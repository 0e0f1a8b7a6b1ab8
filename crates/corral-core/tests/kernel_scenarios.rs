//! End-to-end kernel scenarios over the durable store.
//!
//! Each test drives the public API the way cooperating agent processes
//! would: one shared SQLite claim store on disk, independent store handles
//! per "process", and a manual clock where determinism matters.

use std::collections::HashMap;
use std::sync::Arc;
use std::sync::atomic::{AtomicU32, Ordering};
use std::time::Duration;

use corral_core::audit::{CollaboratorError, TaskLiveness, TaskStateSource, WorkspaceCatalog};
use corral_core::merge::{IntegrationError, MergeSignal, TrunkIntegrator};
use corral_core::{
    AdmissionOutcome, AuditFinding, ClaimStore, Clock, GateDecision, IdempotencyGate,
    InvariantAuditor, ManualClock, MergeConfig, MergeCoordinator, MergeOutcome, ReleaseOutcome,
    ResourceUri, SlotAllocator, SqliteClaimStore, StakeOutcome,
};
use tempfile::TempDir;

const T0: u64 = 1_700_000_000;

struct Harness {
    clock: Arc<ManualClock>,
    dir: TempDir,
}

impl Harness {
    fn new() -> Self {
        Self {
            clock: Arc::new(ManualClock::new(T0)),
            dir: TempDir::new().unwrap(),
        }
    }

    /// Opens an independent store handle, as a separate process would.
    fn open_store(&self) -> Arc<SqliteClaimStore> {
        let path = self.dir.path().join("claims.db");
        Arc::new(SqliteClaimStore::open(&path, self.clock.clone()).unwrap())
    }
}

#[test]
fn scenario_basic_exclusion() {
    // Agent A stakes task t1; B conflicts; A releases; B's retry wins.
    let h = Harness::new();
    let store_a = h.open_store();
    let store_b = h.open_store();
    let uri = ResourceUri::task("proj", "t1").unwrap();
    let ttl = Duration::from_secs(3600);

    assert!(store_a.stake(&uri, "agent-a", ttl, None).unwrap().is_staked());

    match store_b.stake(&uri, "agent-b", ttl, None).unwrap() {
        StakeOutcome::Conflict { holder, .. } => assert_eq!(holder, "agent-a"),
        StakeOutcome::Staked(_) => panic!("exclusion violated"),
    }

    assert_eq!(
        store_a.release(&uri, "agent-a").unwrap(),
        ReleaseOutcome::Released
    );
    assert!(store_b.stake(&uri, "agent-b", ttl, None).unwrap().is_staked());
}

#[test]
fn scenario_lease_expiry_determinism() {
    // A claim with ttl=d is indistinguishable from absent at t0+d, with or
    // without release.
    let h = Harness::new();
    let store = h.open_store();
    let uri = ResourceUri::workspace("proj", "ws-1").unwrap();

    store
        .stake(&uri, "agent-a", Duration::from_secs(60), None)
        .unwrap();

    h.clock.set(T0 + 59);
    assert!(!store
        .stake(&uri, "agent-b", Duration::from_secs(60), None)
        .unwrap()
        .is_staked());

    h.clock.set(T0 + 60);
    assert!(store.check(&uri).unwrap().is_none());
    assert!(store
        .stake(&uri, "agent-b", Duration::from_secs(60), None)
        .unwrap()
        .is_staked());
}

#[test]
fn scenario_slot_exhaustion() {
    // maxLeads=2; three candidates race; exactly two win; the loser gets
    // in after a release.
    let h = Harness::new();
    let ttl = Duration::from_secs(8 * 3600);

    let allocators: Vec<SlotAllocator> = (0..3)
        .map(|_| SlotAllocator::new(h.open_store(), "proj", 2, ttl))
        .collect();

    let mut slots = Vec::new();
    let mut capacity_refusals = 0;
    for alloc in &allocators {
        match alloc.acquire("lead").unwrap() {
            AdmissionOutcome::Admitted(slot) => slots.push(slot),
            AdmissionOutcome::AtCapacity { occupants } => {
                capacity_refusals += 1;
                assert_eq!(occupants.len(), 2);
            },
        }
    }
    assert_eq!(slots.len(), 2);
    assert_eq!(capacity_refusals, 1);
    assert_eq!(slots[0].index, 0);
    assert_eq!(slots[1].index, 1);

    // One winner leaves; the refused candidate retries and wins its slot.
    allocators[0].release(&slots[0]).unwrap();
    match allocators[2].acquire("lead").unwrap() {
        AdmissionOutcome::Admitted(slot) => assert_eq!(slot.index, 0),
        AdmissionOutcome::AtCapacity { .. } => panic!("freed slot not reacquired"),
    }
}

#[test]
fn scenario_duplicate_event() {
    // msg-42 delivered twice inside the idempotency ttl: work runs once.
    let h = Harness::new();
    let work_done = AtomicU32::new(0);

    for delivery in 0..2 {
        let gate = IdempotencyGate::new(h.open_store(), "proj", Duration::from_secs(600));
        let handler = format!("handler-{delivery}");
        match gate.admit("msg-42", &handler).unwrap() {
            GateDecision::Proceed => {
                work_done.fetch_add(1, Ordering::SeqCst);
            },
            GateDecision::AlreadyHandled { holder } => {
                // A no-op success, never an error.
                assert_eq!(holder, "handler-0");
            },
        }
    }
    assert_eq!(work_done.load(Ordering::SeqCst), 1);
}

struct StubTasks(HashMap<String, TaskLiveness>);

impl TaskStateSource for StubTasks {
    fn task_liveness(
        &self,
        _project: &str,
        task_id: &str,
    ) -> Result<TaskLiveness, CollaboratorError> {
        Ok(self
            .0
            .get(task_id)
            .copied()
            .unwrap_or(TaskLiveness::Unknown))
    }
}

struct StubWorkspaces(Vec<String>);

impl WorkspaceCatalog for StubWorkspaces {
    fn workspace_exists(&self, _project: &str, name: &str) -> Result<bool, CollaboratorError> {
        Ok(self.0.iter().any(|n| n == name))
    }

    fn list_workspaces(&self, _project: &str) -> Result<Vec<String>, CollaboratorError> {
        Ok(self.0.clone())
    }
}

#[test]
fn scenario_orphaned_claim_detection() {
    // A crashed agent left a claim on a finished task; the auditor flags
    // and releases it; a subsequent check returns absent.
    let h = Harness::new();
    let store = h.open_store();
    let uri = ResourceUri::task("proj", "t-finished").unwrap();
    store
        .stake(&uri, "lead-0", Duration::from_secs(3600), None)
        .unwrap();

    let auditor = InvariantAuditor::new(
        h.open_store(),
        h.clock.clone(),
        "proj",
        2,
        Duration::from_secs(300),
    );
    let tasks = StubTasks(HashMap::from([(
        "t-finished".to_string(),
        TaskLiveness::Terminal,
    )]));
    let report = auditor.run(None, &tasks, &StubWorkspaces(Vec::new())).unwrap();

    assert!(report.findings.iter().any(|f| matches!(
        f,
        AuditFinding::OrphanedTaskClaim { released: true, .. }
    )));
    assert!(store.check(&uri).unwrap().is_none());
}

/// Signal that advances the shared manual clock instead of sleeping.
struct ClockSignal(Arc<ManualClock>);

impl MergeSignal for ClockSignal {
    fn announce_merged(&self) {}

    fn wait_for_merge(&self, timeout: Duration) -> bool {
        self.0.advance(timeout.as_secs().max(1));
        false
    }
}

struct CountingIntegrator(u32);

impl TrunkIntegrator for CountingIntegrator {
    fn preflight_rebase(&mut self) -> Result<(), IntegrationError> {
        Ok(())
    }

    fn integrate(&mut self) -> Result<(), IntegrationError> {
        self.0 += 1;
        Ok(())
    }
}

#[test]
fn scenario_merge_liveness_under_holder_crash() {
    // The holder of the trunk lock dies without releasing; a waiter wins
    // within the holder's ttl, not later.
    let h = Harness::new();
    let crashed = h.open_store();
    let trunk = ResourceUri::trunk("proj").unwrap();
    let config = MergeConfig::default();
    crashed.stake(&trunk, "lead-9", config.ttl, None).unwrap();

    let merger = MergeCoordinator::new(h.open_store(), h.clock.clone(), "proj", "lead-0", config);
    let mut integrator = CountingIntegrator(0);
    let outcome = merger
        .merge(&mut integrator, &ClockSignal(h.clock.clone()))
        .unwrap();

    assert!(matches!(outcome, MergeOutcome::Merged { .. }));
    assert_eq!(integrator.0, 1);
    assert!(
        h.clock.now_secs() <= T0 + MergeConfig::default().ttl.as_secs(),
        "waiter acquired later than the crashed holder's expiry"
    );
    // The waiter released cleanly on its way out.
    assert!(crashed.check(&trunk).unwrap().is_none());
}

#[test]
fn scenario_hierarchical_ownership_discovery() {
    // An orchestrator's dependent claims (its own and its workers') are
    // all discoverable by owner prefix after admission.
    let h = Harness::new();
    let store = h.open_store();
    let ttl = Duration::from_secs(3600);

    let alloc = SlotAllocator::new(store.clone(), "proj", 2, ttl);
    let AdmissionOutcome::Admitted(slot) = alloc.acquire("lead").unwrap() else {
        panic!("empty pool must admit");
    };
    assert_eq!(slot.owner, "lead-0");

    store
        .stake(
            &ResourceUri::task("proj", "t1").unwrap(),
            &slot.owner,
            ttl,
            Some("t1"),
        )
        .unwrap();
    store
        .stake(
            &ResourceUri::workspace("proj", "ws-t1").unwrap(),
            &format!("{}/worker-1", slot.owner),
            ttl,
            Some("t1"),
        )
        .unwrap();

    let mine = store
        .list(&corral_core::ListFilter::all().with_owner_prefix(&slot.owner))
        .unwrap();
    // Slot claim + task claim + the worker's workspace claim.
    assert_eq!(mine.len(), 3);
}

- [DESCRIPTION OF THE TASK] Check each line of the listing for "struct". Show those that have it.

- [REPLY TO THE TASK]
struct Harness {
struct StubTasks(HashMap<String, TaskLiveness>);
struct StubWorkspaces(Vec<String>);
struct ClockSignal(Arc<ManualClock>);
struct CountingIntegrator(u32);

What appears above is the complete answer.